── DATA LISTING ──

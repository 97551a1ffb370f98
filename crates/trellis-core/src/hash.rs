//! Canonical JSON and content hashing.

use serde_json::Value;
use sha2::{Digest, Sha256};

/// Hex-encoded SHA-256 of raw bytes.
pub fn sha256_hex(data: &[u8]) -> String {
    let digest = Sha256::digest(data);
    let mut out = String::with_capacity(digest.len() * 2);
    for byte in digest {
        out.push_str(&format!("{byte:02x}"));
    }
    out
}

/// Canonical (sorted-key, compact) JSON rendering of a value.
///
/// `serde_json`'s default map is ordered, so a parse/serialize round trip
/// yields deterministic output regardless of the input key order.
pub fn canonical_json(value: &Value) -> String {
    serde_json::to_string(value).unwrap_or_else(|_| "null".to_string())
}

/// Deterministic SHA-256 hash of a JSON document given as a string.
pub fn schema_hash(schema_json: &str) -> String {
    let parsed: Value = serde_json::from_str(schema_json).unwrap_or(Value::Null);
    sha256_hex(canonical_json(&parsed).as_bytes())
}

#[cfg(test)]
mod tests {
    use super::*;
    use serde_json::json;

    #[test]
    fn test_sha256_hex_stable() {
        assert_eq!(
            sha256_hex(b"abc"),
            "ba7816bf8f01cfea414140de5dae2223b00361a396177a9cb410ff61f20015ad"
        );
    }

    #[test]
    fn test_schema_hash_key_order_independent() {
        let a = r#"{"b": 1, "a": 2}"#;
        let b = r#"{"a": 2, "b": 1}"#;
        assert_eq!(schema_hash(a), schema_hash(b));
    }

    #[test]
    fn test_canonical_json_sorted() {
        let v: Value = serde_json::from_str(r#"{"z": 1, "a": {"y": 2, "b": 3}}"#).unwrap();
        assert_eq!(canonical_json(&v), r#"{"a":{"b":3,"y":2},"z":1}"#);
    }

    #[test]
    fn test_canonical_json_nested_arrays() {
        let v = json!({"list": [{"b": 1, "a": 2}]});
        assert_eq!(canonical_json(&v), r#"{"list":[{"a":2,"b":1}]}"#);
    }
}
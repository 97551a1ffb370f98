//! Maintenance operations: compaction and index verify/repair.

use uuid::Uuid;

use trellis_core::error::{Result, TrellisError};
use trellis_core::repo::Repository;
use trellis_core::schema::TypeKind;

use crate::fs_store::Precondition;
use crate::manifest::{IndexDoc, IndexEntry};
use crate::segment;
use crate::store::{CompactionEntry, CompactionReport, IndexReport, LeaseKeepAlive, ObjectRepository};

fn kind_dir(kind: TypeKind) -> &'static str {
    match kind {
        TypeKind::Entity => "entities",
        TypeKind::Relation => "relations",
    }
}

impl ObjectRepository {
    /// Merge per-commit data files into range snapshots. With
    /// `apply = false` only the plan is returned.
    ///
    /// The snapshot preserves `commit_id` per row and deterministic
    /// `commit_id ASC, identity ASC` ordering, so temporal queries are
    /// unchanged. Original per-commit files are retained; only the index
    /// entries are replaced.
    pub fn compact(&self, type_name: Option<&str>, apply: bool) -> Result<CompactionReport> {
        let owner = format!("compaction-{}-{}", self.runtime_id(), Uuid::new_v4());
        let config = self.config().clone();

        let _keepalive = if apply {
            if !self.acquire_lock(&owner, config.store_lock_timeout_ms, config.store_lease_ttl_ms)? {
                return Err(TrellisError::LockContention {
                    timeout_ms: config.store_lock_timeout_ms,
                });
            }
            Some(LeaseKeepAlive::start(
                self.lock_renewer(&owner, config.store_lease_ttl_ms)?,
                std::time::Duration::from_millis((config.store_lease_ttl_ms / 3).max(100)),
            ))
        } else {
            None
        };

        let result = self.compact_inner(type_name, apply);

        if apply {
            let _ = self.release_lock(&owner);
        }
        result
    }

    fn compact_inner(&self, type_name: Option<&str>, apply: bool) -> Result<CompactionReport> {
        let (head_before, head_etag_before) = self.head_doc()?;
        let mut planned = Vec::new();

        for (kind, name) in self.types_for_compaction(type_name)? {
            let index = self.read_index_for(kind, &name)?;
            let (mergeable, kept): (Vec<IndexEntry>, Vec<IndexEntry>) = index
                .entries
                .iter()
                .cloned()
                .partition(|e| e.path.starts_with("commits/"));
            if mergeable.len() < 2 {
                continue;
            }

            let min = mergeable.iter().map(|e| e.min_commit_id).min().unwrap();
            let max = mergeable.iter().map(|e| e.max_commit_id).max().unwrap();
            let snapshot_path = format!(
                "snapshots/{}/{name}-{min}-{max}.segment.jsonl",
                kind_dir(kind)
            );

            let entry = CompactionEntry {
                kind: kind.to_string(),
                type_name: name.clone(),
                merged_files: mergeable.len(),
                min_commit_id: min,
                max_commit_id: max,
                snapshot_path: snapshot_path.clone(),
            };

            if !apply {
                planned.push(entry);
                continue;
            }

            let bytes = match kind {
                TypeKind::Entity => {
                    let mut rows = Vec::new();
                    for source in &mergeable {
                        let Some((data, _)) = self.object_get(&source.path)? else {
                            return Err(TrellisError::storage(
                                "compact",
                                format!("data file '{}' missing", source.path),
                            ));
                        };
                        rows.extend(segment::decode_entity_rows(&data)?);
                    }
                    rows.sort_by(|a, b| (a.commit_id, &a.key).cmp(&(b.commit_id, &b.key)));
                    segment::encode_entity_rows(&name, &rows)?.0
                }
                TypeKind::Relation => {
                    let mut rows = Vec::new();
                    for source in &mergeable {
                        let Some((data, _)) = self.object_get(&source.path)? else {
                            return Err(TrellisError::storage(
                                "compact",
                                format!("data file '{}' missing", source.path),
                            ));
                        };
                        rows.extend(segment::decode_relation_rows(&data)?);
                    }
                    rows.sort_by(|a, b| {
                        (a.commit_id, &a.left_key, &a.right_key, &a.instance_key).cmp(&(
                            b.commit_id,
                            &b.left_key,
                            &b.right_key,
                            &b.instance_key,
                        ))
                    });
                    segment::encode_relation_rows(&name, &rows)?.0
                }
            };

            self.object_put(&snapshot_path, &bytes, Precondition::None)?;

            // Head stability check immediately before index publish: a
            // concurrent writer means our merged set may be stale.
            let (_, head_etag_now) = self.head_doc()?;
            if head_etag_now != head_etag_before {
                return Err(TrellisError::storage(
                    "compact",
                    format!(
                        "head advanced past commit {} during compaction; replan required",
                        head_before.commit_id
                    ),
                ));
            }

            let mut entries = kept;
            entries.push(IndexEntry {
                min_commit_id: min,
                max_commit_id: max,
                path: snapshot_path,
                schema_version_id: None,
            });
            entries.sort_by_key(|e| (e.min_commit_id, e.max_commit_id));
            let new_index = IndexDoc {
                max_indexed_commit: index.max_indexed_commit,
                entries,
            };
            self.write_index_for(kind, &name, &new_index)?;
            tracing::info!(
                type_name = name.as_str(),
                merged = entry.merged_files,
                "compacted per-commit files into snapshot"
            );
            planned.push(entry);
        }

        Ok(CompactionReport { planned, applied: apply })
    }

    /// Compare advisory indices against the authoritative manifest chain.
    pub fn index_verify(&self) -> Result<IndexReport> {
        let (head, _) = self.head_doc()?;
        let mut lagging = Vec::new();
        let mut checked = 0;

        for (kind, name) in self.types_for_compaction(None)? {
            checked += 1;
            let stored = self.read_index_for(kind, &name)?;
            let expected = self.rebuild_index_from_chain(kind, &name, &head)?;

            let behind = stored.max_indexed_commit < head.commit_id;
            let uncovered = expected
                .entries
                .iter()
                .any(|e| !stored.entries.iter().any(|s| s.covers(e.min_commit_id)));
            if behind || uncovered {
                lagging.push(format!("{kind}:{name}"));
            }
        }

        Ok(IndexReport {
            types_checked: checked,
            types_lagging: lagging,
            repaired: false,
        })
    }

    /// Rebuild lagging indices from the manifest chain. With
    /// `apply = false` only reports what would change.
    pub fn index_repair(&self, apply: bool) -> Result<IndexReport> {
        let mut report = self.index_verify()?;
        if !apply || report.types_lagging.is_empty() {
            return Ok(report);
        }

        let (head, _) = self.head_doc()?;
        for entry in &report.types_lagging {
            let Some((kind_str, name)) = entry.split_once(':') else {
                continue;
            };
            let kind = TypeKind::parse(kind_str)?;
            let rebuilt = self.rebuild_index_from_chain(kind, name, &head)?;
            self.write_index_for(kind, name, &rebuilt)?;
            tracing::info!(type_name = name, "index rebuilt from manifest chain");
        }
        report.repaired = true;
        Ok(report)
    }
}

───

PROBLEM DESCRIPTION: Give again, word for word, every line of the listing above from the one with "let mut out" to the one with "pub fn canonical_json(value: &Value)", both inclusive, and nothing beyond them.

PROBLEM SOLUTION:
    let mut out = String::with_capacity(digest.len() * 2);
    for byte in digest {
        out.push_str(&format!("{byte:02x}"));
    }
    out
}

/// Canonical (sorted-key, compact) JSON rendering of a value.
///
/// `serde_json`'s default map is ordered, so a parse/serialize round trip
/// yields deterministic output regardless of the input key order.
pub fn canonical_json(value: &Value) -> String {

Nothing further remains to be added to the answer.